Atilla'nın hikâyesi, toplum sorunlarıyla ilgisiz, bencil, vatansız bir sanatçı kişiliğinden çıkarak sorumluluğa doğru değişimini anlatıyor. Bu değişimi Paşa'nın mektuplarına borçlu olduğunu onun kendi ağzından öğreniyoruz. Fikriye'ye âşık oluşunu kendisi için 'bir mucize, onun içinse sonun başlangıcı" saymasını da ifade eden yine o oluyor. Fikriye, Atilla'nın uyuşturucuyu bırakamaması karşısında bir bakıma onu uyarmak için kendi de uyuşturucuya başlamış ve ölüme gitmiştir. Bu son, romanda Atilla'nın rüyasına Jimi Hendrix kılığında görünen ölümün ağzından on beş yıl sonrası olarak önceden dile gelirken o sona götüren aşk hikâyesi romanın ileriki sayfalarında açımlanıyor. Fikriye'nin ölümü meselesinin paparazzilerce, şirketçe nasıl manipüle edildiğini, kendisinin bu ölümü nasıl müziğe dönüştürdüğünü yine Atilla anlatıyor. Ardından, ruh halini özetleyen duygulu ve bilgece bir ifade: "Eve döndüğümde çalışma odasına kapanmak yerine salona gittim, pencereden Boğaz Köprüsüne baktım: Ne ben ne de Fikriye hayatın umurunda bile değildik. Karınca büyüklüğündeki insanlar oradan oraya koşturuyordu. Bir an onlardan biri olmayı istedim. Hayatlarını sıradan dertlerle doldurabildikleri için ne kadar şanslı olduklarından haberleri bile yoktu." (s.233)

 
'Selanik'te Sonbahar'ın gerçeküstü ile gerçeği, geçmişle şimdiyi harmanlayan kurgusunda müzik, önemli bir işlev yükleniyor.

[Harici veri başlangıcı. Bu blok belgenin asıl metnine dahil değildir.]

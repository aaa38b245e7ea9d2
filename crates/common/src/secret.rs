//! Secret wrapper for credential material
//!
//! The application secret participates in every request signature and must
//! never reach logs or error output. Wrapping it in `Secret` makes that a
//! type-level guarantee: `Debug` and `Display` render `[REDACTED]`, and the
//! inner value is zeroed on drop.

use std::fmt;
use zeroize::Zeroize;

/// Sensitive value - redacted in Debug/Display/logs, zeroed on drop.
pub struct Secret<T: Zeroize>(T);

impl<T: Zeroize> Secret<T> {
    /// Wrap a sensitive value.
    pub fn new(value: T) -> Self {
        Self(value)
    }

    /// Expose the inner value. Call sites are the audit surface for where
    /// the secret actually leaves the wrapper (signing, wire encoding).
    pub fn expose(&self) -> &T {
        &self.0
    }
}

impl<T: Zeroize> fmt::Debug for Secret<T> {
    fn fmt(&self, f: &mut fmt::Formatter<'_>) -> fmt::Result {
        write!(f, "[REDACTED]")
    }
}

impl<T: Zeroize> fmt::Display for Secret<T> {
    fn fmt(&self, f: &mut fmt::Formatter<'_>) -> fmt::Result {
        write!(f, "[REDACTED]")
    }
}

impl<T: Zeroize> Drop for Secret<T> {
    fn drop(&mut self) {
        self.0.zeroize();
    }
}

impl<T: Zeroize + Clone> Clone for Secret<T> {
    fn clone(&self) -> Self {
        Self(self.0.clone())
    }
}

impl From<&str> for Secret<String> {
    fn from(value: &str) -> Self {
        Self(value.to_owned())
    }
}

impl From<String> for Secret<String> {
    fn from(value: String) -> Self {
        Self(value)
    }
}

#[cfg(test)]
mod tests {
    use super::*;

    #[test]
    fn debug_and_display_are_redacted() {
        let secret = Secret::new(String::from("s3cr3t"));
        assert_eq!(format!("{:?}", secret), "[REDACTED]");
        assert_eq!(format!("{}", secret), "[REDACTED]");
    }

    #[test]
    fn redaction_survives_embedding_in_larger_output() {
        #[derive(Debug)]
        #[allow(dead_code)]
        struct Holder {
            app_id: String,
            api_secret: Secret<String>,
        }

        let holder = Holder {
            app_id: "42".into(),
            api_secret: "s3cr3t".into(),
        };
        let debug = format!("{holder:?}");
        assert!(!debug.contains("s3cr3t"), "secret leaked: {debug}");
        assert!(debug.contains("[REDACTED]"));
    }

    #[test]
    fn expose_returns_the_value() {
        let secret: Secret<String> = "s3cr3t".into();
        assert_eq!(secret.expose(), "s3cr3t");
    }

    #[test]
    fn clone_preserves_the_value() {
        let secret: Secret<String> = Secret::new("token".into());
        let cloned = secret.clone();
        assert_eq!(cloned.expose(), "token");
    }
}
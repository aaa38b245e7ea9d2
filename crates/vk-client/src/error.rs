//! Error taxonomy for client operations
//!
//! Every failure is a distinct, matchable variant — nothing is collapsed
//! into a boolean or swallowed. Callers can tell "the service returned an
//! error payload" (decodes fine, they inspect the `error` field themselves)
//! apart from "the request itself failed" (`Transport` / `Decode`).

/// Errors surfaced by the VK client.
#[derive(Debug, thiserror::Error)]
pub enum Error {
    /// A code exchange was attempted while a validated token is already
    /// installed. The exchange is a one-time transition, not a refresh.
    #[error("already authorized")]
    AlreadyAuthorized,

    /// The token endpoint rejected the code or the application credentials.
    #[error("{}", authorization_message(.code, .description))]
    Authorization {
        code: String,
        description: Option<String>,
    },

    /// Token validation failed during direct assignment.
    #[error("invalid access token")]
    InvalidToken,

    /// The request never produced a usable response (connection, TLS,
    /// timeout).
    #[error("transport error: {0}")]
    Transport(#[from] transport::TransportError),

    /// The response body did not parse as the requested format.
    #[error("decode error: {0}")]
    Decode(String),
}

/// Result alias for client operations.
pub type Result<T> = std::result::Result<T, Error>;

/// `"<code>: <description>"` when a description exists, else `"<code>"`.
fn authorization_message(code: &str, description: &Option<String>) -> String {
    match description {
        Some(description) => format!("{code}: {description}"),
        None => code.to_owned(),
    }
}

#[cfg(test)]
mod tests {
    use super::*;

    #[test]
    fn authorization_display_includes_description() {
        let err = Error::Authorization {
            code: "invalid_client".into(),
            description: Some("bad secret".into()),
        };
        assert_eq!(err.to_string(), "invalid_client: bad secret");
    }

    #[test]
    fn authorization_display_without_description_is_bare_code() {
        let err = Error::Authorization {
            code: "invalid_grant".into(),
            description: None,
        };
        assert_eq!(err.to_string(), "invalid_grant");
    }

    #[test]
    fn transport_errors_convert() {
        let err: Error = transport::TransportError::Request("connection reset".into()).into();
        assert!(matches!(err, Error::Transport(_)));
        assert_eq!(err.to_string(), "transport error: request failed: connection reset");
    }

    #[test]
    fn fixed_messages() {
        assert_eq!(Error::AlreadyAuthorized.to_string(), "already authorized");
        assert_eq!(Error::InvalidToken.to_string(), "invalid access token");
    }
}
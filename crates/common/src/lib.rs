//! Shared types for the VK client workspace

mod secret;

pub use secret::Secret;
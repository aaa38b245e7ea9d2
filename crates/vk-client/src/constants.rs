//! VK endpoint constants
//!
//! Fixed URLs of the remote service. These are not configuration — the
//! protocol pins them — so they live here rather than in any config layer.

/// Authorization endpoint the user visits to grant access.
pub const AUTHORIZE_URL: &str = "https://oauth.vk.com/authorize";

/// Token endpoint for the one-time code exchange.
pub const ACCESS_TOKEN_URL: &str = "https://oauth.vk.com/access_token";

/// Base of the method invocation endpoint; `<method>.<format>` is appended.
pub const API_URL: &str = "https://api.vk.com/method/";

/// Default OAuth landing page used when the caller supplies no redirect URI.
pub const DEFAULT_CALLBACK_URL: &str = "https://api.vk.com/blank.html";

/// Lightweight authenticated method used to probe whether a token is live.
pub const VALIDATION_METHOD: &str = "getUserSettings";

Pop yıldızı Atilla, korkulu rüyasındaki Paşa'nın "Korkma evlat ben varım" sözlerinin etkisiyle müziğe sarılıp içinde bulunduğu ruh halini müziğe döküşünü anlatan satırlar şöyle: "Müzikal terimlerle anlatmak gerekirse, şarkı tam ruhunu teslim edecekken yapılan modülasyon hareketi gibiydi Melodiyi aniden farklı bir tona kaydırırsınız ve müzik hayata döner. Yeniden nefes almaya başlar. Melodi aynı melodidir ama onu yaratan notalar tamamen değişmiştir." (s.247)

 
Daha önceleri müziğinin dinleyenler üzerinde "müsekkin etkisi" bıraktığının bilincine vararak yeni bir tarz başlatması, "omzunda dünyanın sorumluluğunu" taşıması, "Son tereddüt zerresini" yenerek 'Selanik'te Sonbahar'ı çalmaya başlamasıyla dile geliyor. Pop yıldızı Atilla'nın müziğin işlevi konusundaki değişim çizgisi bağlamında roman, bir 'sanatçı romanı' özelliği gösteriyor. Tuna Kiremitçi, bu romanında çeşitli yorumlara imkân veren, masalsı unsurlarla örülü ama eleştirel gerçekçi mesajlar da içeren, biçim ve üslup incelemelerini hak eden bir eser sunmakta.

 
Gürsel Aytaç, “Çağdaş Türk Romanı Üzerine İncelemeler”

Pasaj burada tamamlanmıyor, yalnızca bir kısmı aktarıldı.